Big Data Infrastructure seems to be headed in that direction. By one recent estimate there are some 2,000 companies in the Big Data space, spread across some 50 categories. That means there are approximate 40 companies in each category; that’s an incredible number, especially when one considers that at the height of the data warehouse era there were likely less than 10 companies selling a data warehouse solution.
In each Big Data category, the organizations are specialists in a given business, industry and sub-category. At this micro-innovative level, the business life cycles of these Big Data companies are fast. They may be acquired and or simply continue to grow, especially if they are open-source based (as a majority are). These companies are agile and seek close relationships with customers who have the business problem they are trying to solve. In solving it, they create something that could potentially appeal to a wider audience; but at a minimum provide a huge benefit to those original buyers.
As a result, it is no longer reasonable for organizations to take a “wait-for-mature” technology approach. Doing so, in fact, ensures a slower pace of innovation, which translates into higher costs and a poorer customer experience. It’s essential to find small, innovative companies and partner with them. It allows businesses of all sizes to fund the next-generation technology – instead of waiting for it and potentially dying off at the hands of one competitor who nails it, early. Transform or be transformed is today’s mantra because the fast pace and scale of success with an app or the web means organizations must continually refine their product offering, in order to remain competitive.
Consider the humble New York City taxi. It has evolved for decades in line with the needs of owners, drivers and consumers.
Over the past decade, the NYC taxi commission worked to come up with the newest generation of the NYC taxi. Nissan ultimately won the contract to design and build it and they premiered the state-of-the-art Nissan NV200™ in 2013.

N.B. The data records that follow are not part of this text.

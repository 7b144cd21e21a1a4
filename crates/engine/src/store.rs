//! In-memory [`StateStore`] used by simulations and tests.
//!
//! Every table is a plain Vec behind one mutex; writes append, strategy
//! rows upsert by id. Nothing here is durable, which is the point.

use std::sync::{Arc, Mutex};

use async_trait::async_trait;
use proteus_ports::{
    AdaptationRow, PerformanceSnapshotRow, RiskViolationRow, StateStore, StoreResult, StrategyRow,
};

#[derive(Debug, Default)]
struct Tables {
    strategies: Vec<StrategyRow>,
    adaptations: Vec<AdaptationRow>,
    snapshots: Vec<PerformanceSnapshotRow>,
    violations: Vec<RiskViolationRow>,
}

/// Non-durable store keeping all rows in process memory
#[derive(Debug, Clone, Default)]
pub struct InMemoryStore {
    inner: Arc<Mutex<Tables>>,
}

impl InMemoryStore {
    pub fn new() -> Self {
        Self::default()
    }

    fn lock(&self) -> std::sync::MutexGuard<'_, Tables> {
        self.inner.lock().unwrap_or_else(|e| e.into_inner())
    }

    /// All registered strategy rows
    pub fn strategies(&self) -> Vec<StrategyRow> {
        self.lock().strategies.clone()
    }

    /// Total adaptation rows across all strategies
    pub fn adaptation_count(&self) -> usize {
        self.lock().adaptations.len()
    }

    /// All performance snapshot rows in append order
    pub fn snapshots(&self) -> Vec<PerformanceSnapshotRow> {
        self.lock().snapshots.clone()
    }

    /// All recorded risk violations in append order
    pub fn violations(&self) -> Vec<RiskViolationRow> {
        self.lock().violations.clone()
    }
}

#[async_trait]
impl StateStore for InMemoryStore {
    async fn save_strategy(&self, row: StrategyRow) -> StoreResult<()> {
        let mut tables = self.lock();
        match tables
            .strategies
            .iter_mut()
            .find(|existing| existing.strategy_id == row.strategy_id)
        {
            Some(existing) => *existing = row,
            None => tables.strategies.push(row),
        }
        Ok(())
    }

    async fn append_adaptation(&self, row: AdaptationRow) -> StoreResult<()> {
        self.lock().adaptations.push(row);
        Ok(())
    }

    async fn append_snapshot(&self, row: PerformanceSnapshotRow) -> StoreResult<()> {
        self.lock().snapshots.push(row);
        Ok(())
    }

    async fn append_violation(&self, row: RiskViolationRow) -> StoreResult<()> {
        self.lock().violations.push(row);
        Ok(())
    }

    async fn adaptations(&self, strategy_id: &str, limit: usize) -> StoreResult<Vec<AdaptationRow>> {
        let tables = self.lock();
        Ok(tables
            .adaptations
            .iter()
            .rev()
            .filter(|row| row.strategy_id == strategy_id)
            .take(limit)
            .cloned()
            .collect())
    }
}
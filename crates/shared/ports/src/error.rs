use thiserror::Error;

/// Errors surfaced by state store implementations
#[derive(Debug, Error)]
pub enum StoreError {
    #[error("Store unavailable: {0}")]
    Unavailable(String),

    #[error("Serialization failed: {0}")]
    Serialization(String),

    #[error("Row not found: {0}")]
    NotFound(String),
}

pub type StoreResult<T> = std::result::Result<T, StoreError>;
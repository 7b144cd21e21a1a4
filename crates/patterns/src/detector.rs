use log::debug;
use proteus_core::{AssetId, SampleWindow, Timeframe, Timestamp};

use crate::classify;
use crate::config::DetectorConfig;
use crate::error::{DetectError, DetectResult};
use crate::features::WindowFeatures;
use crate::model::{DetectedPattern, PatternKind};

/// Classifiers always run in this order, so scans over equal windows
/// yield patterns in the same sequence
const CLASSIFIER_ORDER: [PatternKind; 5] = [
    PatternKind::Trend,
    PatternKind::Reversal,
    PatternKind::Breakout,
    PatternKind::Consolidation,
    PatternKind::Volatility,
];

/// Stateless pattern detector over sample windows
pub struct PatternDetector {
    config: DetectorConfig,
}

impl PatternDetector {
    pub fn new(config: DetectorConfig) -> Self {
        Self { config }
    }

    pub fn config(&self) -> &DetectorConfig {
        &self.config
    }

    /// Scan a window lazily. Classifiers only run as the scan is consumed.
    pub fn detect<'a>(&'a self, window: &SampleWindow) -> DetectResult<PatternScan<'a>> {
        if window.len() < self.config.min_window_len {
            return Err(DetectError::InsufficientData {
                required: self.config.min_window_len,
                actual: window.len(),
            });
        }
        let Some(detected_at) = window.last_timestamp() else {
            return Err(DetectError::InsufficientData {
                required: self.config.min_window_len.max(1),
                actual: 0,
            });
        };
        Ok(PatternScan {
            config: &self.config,
            features: WindowFeatures::compute(window),
            asset: window.asset().to_string(),
            timeframe: window.timeframe(),
            detected_at,
            next: 0,
        })
    }

    /// Run the full scan eagerly
    pub fn detect_all(&self, window: &SampleWindow) -> DetectResult<Vec<DetectedPattern>> {
        Ok(self.detect(window)?.collect())
    }
}

impl Default for PatternDetector {
    fn default() -> Self {
        Self::new(DetectorConfig::default())
    }
}

/// Lazy scan over one window's classifier candidates, filtered by the
/// configured minimum confidence
pub struct PatternScan<'a> {
    config: &'a DetectorConfig,
    features: WindowFeatures,
    asset: AssetId,
    timeframe: Timeframe,
    detected_at: Timestamp,
    next: usize,
}

impl Iterator for PatternScan<'_> {
    type Item = DetectedPattern;

    fn next(&mut self) -> Option<DetectedPattern> {
        while self.next < CLASSIFIER_ORDER.len() {
            let kind = CLASSIFIER_ORDER[self.next];
            self.next += 1;

            let candidate = classify::run(
                kind,
                self.config,
                &self.features,
                &self.asset,
                self.timeframe,
                self.detected_at,
            );
            if let Some(pattern) = candidate
                && pattern.confidence >= self.config.min_confidence
            {
                debug!(
                    "[PATTERNS] {} {} {}: strength {:.2} confidence {:.2}",
                    pattern.asset, pattern.timeframe, pattern.kind, pattern.strength,
                    pattern.confidence
                );
                return Some(pattern);
            }
        }
        None
    }
}

#[cfg(test)]
mod tests {
    use super::*;
    use crate::model::OutcomeDirection;
    use chrono::{TimeZone, Utc};
    use proteus_core::MarketSample;
    use rust_decimal::Decimal;
    use rust_decimal_macros::dec;

    fn window_with_volumes(prices: &[f64], volumes: &[f64]) -> SampleWindow {
        let samples = prices
            .iter()
            .zip(volumes)
            .enumerate()
            .map(|(i, (p, v))| {
                MarketSample::new(
                    Decimal::from_f64_retain(*p).unwrap(),
                    Decimal::from_f64_retain(*v).unwrap(),
                    Utc.with_ymd_and_hms(2024, 1, 1, 0, i as u32, 0).unwrap(),
                )
            })
            .collect();
        SampleWindow::from_samples("BTC/USD", Timeframe::M1, samples)
    }

    fn window(prices: &[f64]) -> SampleWindow {
        window_with_volumes(prices, &vec![10.0; prices.len()])
    }

    fn kinds(patterns: &[DetectedPattern]) -> Vec<PatternKind> {
        patterns.iter().map(|p| p.kind).collect()
    }

    #[test]
    fn test_short_window_is_insufficient() {
        let detector = PatternDetector::default();
        let result = detector.detect(&window(&[100.0, 101.0, 102.0]));
        assert_eq!(
            result.err(),
            Some(DetectError::InsufficientData {
                required: 10,
                actual: 3
            })
        );
    }

    #[test]
    fn test_rising_series_yields_trend() {
        let detector = PatternDetector::default();
        let prices: Vec<f64> = (0..10).map(|i| 100.0 + i as f64).collect();
        let patterns = detector.detect_all(&window(&prices)).unwrap();

        let trend = patterns
            .iter()
            .find(|p| p.kind == PatternKind::Trend)
            .expect("rising series must classify as a trend");
        assert!(trend.confidence >= 0.6);
        assert_eq!(trend.expected_outcome.direction, OutcomeDirection::Up);
        assert!(trend.strength > 0.5);
        assert_eq!(
            trend.detected_at,
            Utc.with_ymd_and_hms(2024, 1, 1, 0, 9, 0).unwrap()
        );
    }

    #[test]
    fn test_detection_is_deterministic() {
        let detector = PatternDetector::default();
        let prices: Vec<f64> = (0..10).map(|i| 100.0 + i as f64).collect();
        let w = window(&prices);

        let first = detector.detect_all(&w).unwrap();
        let second = detector.detect_all(&w).unwrap();

        assert!(!first.is_empty());
        assert_eq!(first, second);
        // byte-identical, ids included
        assert_eq!(
            serde_json::to_string(&first).unwrap(),
            serde_json::to_string(&second).unwrap()
        );
    }

    #[test]
    fn test_reversal_detected_after_peak() {
        let detector = PatternDetector::default();
        let prices = [
            100.0, 102.0, 104.0, 106.0, 108.0, 106.0, 104.0, 102.0, 100.0, 98.0,
        ];
        let patterns = detector.detect_all(&window(&prices)).unwrap();

        assert_eq!(kinds(&patterns), vec![PatternKind::Reversal]);
        let reversal = &patterns[0];
        assert!(reversal.confidence >= 0.6);
        assert_eq!(reversal.expected_outcome.direction, OutcomeDirection::Down);
        assert!(reversal.characteristics["first_leg_slope"] > 0.0);
        assert!(reversal.characteristics["second_leg_slope"] < 0.0);
    }

    #[test]
    fn test_breakout_requires_volume_support() {
        let detector = PatternDetector::default();
        let prices: Vec<f64> = (0..10).map(|i| 100.0 + i as f64).collect();

        // flat volume: the push above the prior extreme is not backed
        let flat = detector.detect_all(&window(&prices)).unwrap();
        assert!(!flat.iter().any(|p| p.kind == PatternKind::Breakout));

        let volumes = [10.0, 10.0, 10.0, 10.0, 10.0, 10.0, 10.0, 30.0, 30.0, 30.0];
        let backed = detector
            .detect_all(&window_with_volumes(&prices, &volumes))
            .unwrap();
        assert_eq!(
            kinds(&backed),
            vec![PatternKind::Trend, PatternKind::Breakout]
        );
        let breakout = &backed[1];
        assert_eq!(breakout.expected_outcome.direction, OutcomeDirection::Up);
        assert!(breakout.characteristics["volume_ratio"] > 1.2);
    }

    #[test]
    fn test_consolidation_detected_in_tight_range() {
        let detector = PatternDetector::default();
        let prices = [
            100.0, 100.1, 99.9, 100.05, 99.95, 100.1, 99.9, 100.0, 100.05, 99.95,
        ];
        let patterns = detector.detect_all(&window(&prices)).unwrap();

        assert_eq!(kinds(&patterns), vec![PatternKind::Consolidation]);
        assert_eq!(
            patterns[0].expected_outcome.direction,
            OutcomeDirection::Sideways
        );
        assert!(patterns[0].confidence >= 0.6);
    }

    #[test]
    fn test_volatility_expansion_detected() {
        let detector = PatternDetector::default();
        let prices = [
            100.0, 100.05, 99.95, 100.05, 100.0, 100.1, 102.0, 98.0, 103.0, 97.0,
        ];
        let patterns = detector.detect_all(&window(&prices)).unwrap();

        let expansion = patterns
            .iter()
            .find(|p| p.kind == PatternKind::Volatility)
            .expect("late swings must classify as a volatility expansion");
        assert!(expansion.confidence >= 0.6);
        assert!(expansion.characteristics["expansion_ratio"] > 1.5);
        assert_eq!(
            expansion.expected_outcome.direction,
            OutcomeDirection::Sideways
        );
    }

    #[test]
    fn test_min_confidence_suppresses_patterns() {
        let config = DetectorConfig {
            min_confidence: 0.99,
            ..DetectorConfig::default()
        };
        let detector = PatternDetector::new(config);
        let prices: Vec<f64> = (0..10).map(|i| 100.0 + i as f64).collect();

        let patterns = detector.detect_all(&window(&prices)).unwrap();
        assert!(patterns.is_empty());
    }

    #[test]
    fn test_scan_is_lazy() {
        let detector = PatternDetector::default();
        let prices: Vec<f64> = (0..10).map(|i| 100.0 + i as f64).collect();
        let volumes = [10.0, 10.0, 10.0, 10.0, 10.0, 10.0, 10.0, 30.0, 30.0, 30.0];
        let w = window_with_volumes(&prices, &volumes);

        // both trend and breakout qualify; taking one stops the scan early
        let first = detector.detect(&w).unwrap().next().unwrap();
        assert_eq!(first.kind, PatternKind::Trend);
    }
}
use chrono::Utc;
use proteus_core::Timestamp;
use proteus_ports::Clock;

/// Wall-clock time for production wiring
///
/// Each `now` call reads the operating system clock via [`Utc::now`].
#[derive(Debug, Default, Clone, Copy)]
pub struct SystemClock;

impl SystemClock {
    pub fn new() -> Self {
        Self
    }
}

impl Clock for SystemClock {
    fn now(&self) -> Timestamp {
        Utc::now()
    }

    fn name(&self) -> &str {
        "SystemClock"
    }
}

#[cfg(test)]
mod tests {
    use super::*;

    #[test]
    fn test_system_clock_readings_never_go_backwards() {
        let clock = SystemClock::new();
        let first = clock.now();
        let second = clock.now();

        assert!(second >= first);
        assert_eq!(clock.name(), "SystemClock");
    }
}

As a taxi company owner, would you buy one of these cabs? Of course not! Simultaneously, the cab industry suffered massive disruption in 2012 because of what consumers actually wanted-- an app that hails a ride. Not a better taxi. A better service. UBER was born.
What if the NYC taxi commission had partnered with UBER – or better yet, conducted a joint venture with VCs and suggested a mobile solution, ultimately made available to all cities and drivers via an open source, open API approach?
For whatever reason, this did not happen and now, many taxi companies are going out of business. The other day I took an UBER to the train station and was pleasantly surprised to see a taxi driver I’ve known for 10+ years – who has taken me to the airport at least 100+ times. He’s now driving for UBER. “This is where it’s at,” he said, "the taxi industry is dead."
The lesson to take from this is that every business of every size needs to be aware of the power and impact of digital transformation, regardless of our best efforts to stop or ignore it. Identifying, evaluating, investing in and ultimately partnering with the relevant players in your industry – and figuring out which ones outside your industry can provide benefit is essential in today’s digital disruption environment.